(Work instructions) In the material below, which lines hold the word "DeployRequest"? Pick each one out.

(Record extracts)
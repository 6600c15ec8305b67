// Contract deployment
//
// The deploy capability is a trait so the orchestrator can be driven by a real
// chain client or by a test double.

mod client;
mod orchestrator;

pub use client::EthersDeployer;
pub use orchestrator::{DeploymentOrchestrator, DEFAULT_CONFIRMATIONS, DEFAULT_CONTRACT_NAME, DEFAULT_MOCK_NAME};

use async_trait::async_trait;
use common::{DeployError, DeploymentArgs};
use ethers::types::{Address, H256};

/// A single deployment transaction to submit
#[derive(Debug, Clone, PartialEq, Eq)]
pub struct DeployRequest {
    /// Deployer account
    pub from: Address,
    /// Constructor arguments
    pub args: DeploymentArgs,
    /// Confirmations to wait for before returning; zero means return once mined
    pub confirmations: u64,
}

/// What the chain reports back for a deployment
#[derive(Debug, Clone, PartialEq, Eq)]
pub struct DeployReceipt {
    pub address: Address,
    pub transaction_hash: Option<H256>,
    pub confirmations: u64,
}

/// Submits a contract creation transaction and waits for confirmations
#[async_trait]
pub trait ContractDeployer: Send + Sync {
    async fn deploy(&self, contract_name: &str, request: DeployRequest) -> Result<DeployReceipt, DeployError>;
}
use std::path::PathBuf;
use std::sync::Arc;

use anyhow::{anyhow, bail, Context, Result};
use clap::Parser;
use env_logger::Env;
use ethers::prelude::{Http, LocalWallet, Middleware, Provider, Signer, SignerMiddleware};
use ethers::types::Address;
use ethers::utils::to_checksum;
use log::info;

use fundme_deploy::artifact::{ContractArtifact, VerificationSource};
use fundme_deploy::{
    ActiveNetwork, ConfigManager, DeployConfig, DeploymentOrchestrator, DeploymentRun, EthersDeployer,
    EtherscanClient, FileDeploymentStore, RunReport, RunState, VerificationService,
};

#[derive(Parser, Debug)]
#[command(author, version, about = "Deploy FundMe and verify it on Etherscan", long_about = None)]
struct Args {
    /// Network to deploy to
    #[arg(short, long, default_value = "localhost")]
    network: String,

    /// JSON-RPC endpoint, overriding the network's configured one
    #[arg(long, env = "RPC_URL")]
    rpc_url: Option<String>,

    /// Deployer private key. Without one the node's first account is used.
    #[arg(long, env = "PRIVATE_KEY", hide_env_values = true)]
    private_key: Option<String>,

    /// Explorer API key. Verification is skipped without one.
    #[arg(long, env = "ETHERSCAN_API_KEY", hide_env_values = true)]
    etherscan_api_key: Option<String>,

    /// Path to a JSON configuration file
    #[arg(short, long)]
    config: Option<PathBuf>,

    /// Confirmations to wait for on live networks
    #[arg(long)]
    confirmations: Option<u64>,
}

#[tokio::main]
async fn main() -> Result<()> {
    env_logger::Builder::from_env(Env::default().default_filter_or("info")).init();

    let args = Args::parse();

    let config = match &args.config {
        Some(path) => ConfigManager::load_from_file(path)?,
        None => DeployConfig::default(),
    };
    let registry = config.registry();

    let network_config = registry.find_by_name(&args.network).cloned();
    let rpc_url = args
        .rpc_url
        .clone()
        .or_else(|| network_config.as_ref().and_then(|c| c.rpc_url.clone()))
        .ok_or_else(|| anyhow!("No RPC URL for {}; pass --rpc-url or set RPC_URL", args.network))?;

    let provider = Provider::<Http>::try_from(rpc_url.as_str())
        .with_context(|| format!("Invalid RPC URL {}", rpc_url))?;
    let chain_id = provider
        .get_chainid()
        .await
        .with_context(|| format!("Failed to reach {}", rpc_url))?
        .as_u64();

    if let Some(expected) = network_config.as_ref().map(|c| c.chain_id) {
        if expected != chain_id {
            bail!("{} is configured as chain {} but the node reports chain {}", args.network, expected, chain_id);
        }
    }

    let mut network = ActiveNetwork::new(chain_id, args.network.clone());
    network.block_confirmations = registry.config_for(chain_id).ok().and_then(|c| c.block_confirmations);

    let artifact = ContractArtifact::load(&config.artifacts_dir, &config.contract_name)?;

    let report = match &args.private_key {
        Some(key) => {
            let wallet = key.parse::<LocalWallet>()?.with_chain_id(chain_id);
            let deployer = wallet.address();
            let client = Arc::new(SignerMiddleware::new(provider, wallet));
            run(client, deployer, artifact, &config, &args, &network).await?
        }
        None => {
            // Local nodes expose unlocked accounts; the first one deploys
            let deployer = *provider
                .get_accounts()
                .await?
                .first()
                .ok_or_else(|| anyhow!("{} has no unlocked accounts; pass --private-key", args.network))?;
            run(Arc::new(provider), deployer, artifact, &config, &args, &network).await?
        }
    };

    info!(
        "{} at {} ({:?})",
        report.deployment.contract_name,
        to_checksum(&report.deployment.address, None),
        report.state
    );
    if let RunState::VerificationFailed(reason) = &report.state {
        info!("Verify manually later; deployment succeeded regardless: {}", reason);
    }

    Ok(())
}

async fn run<M: Middleware + 'static>(
    client: Arc<M>,
    deployer: Address,
    artifact: ContractArtifact,
    config: &DeployConfig,
    args: &Args,
    network: &ActiveNetwork,
) -> Result<RunReport> {
    let development_chains = config.development_chains();
    let has_key = args
        .etherscan_api_key
        .as_deref()
        .map_or(false, |key| !key.trim().is_empty());
    let will_verify = !development_chains.contains(&network.name) && has_key;

    // Resolve verification input before anything is sent so a deployment
    // never lands with a verification that could not have been prepared
    let source = if will_verify {
        artifact
            .verification_source()
            .context("Verification preflight failed")?
    } else {
        VerificationSource::default()
    };

    let mut explorer = EtherscanClient::new(source)?.with_polling(
        config.verification_poll_interval(),
        config.verification_max_status_checks,
    );
    if let Some(url) = config
        .registry()
        .config_for(network.chain_id)
        .ok()
        .and_then(|c| c.explorer_api_url.clone())
    {
        explorer = explorer.with_base_url(url);
    }

    let orchestrator = DeploymentOrchestrator::new(
        config.registry(),
        development_chains.clone(),
        EthersDeployer::new(client, artifact, config.confirmation_timeout()),
        FileDeploymentStore::new(&config.deployments_dir),
    )
    .with_contract_name(config.contract_name.clone())
    .with_mock_name(config.mock_name.clone());

    let verifier = VerificationService::new(explorer, args.etherscan_api_key.clone(), development_chains);

    let report = DeploymentRun::new(orchestrator, verifier)
        .execute(network, deployer, args.confirmations)
        .await?;
    Ok(report)
}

(Response for this exercise)
pub struct DeployRequest {
    async fn deploy(&self, contract_name: &str, request: DeployRequest) -> Result<DeployReceipt, DeployError>;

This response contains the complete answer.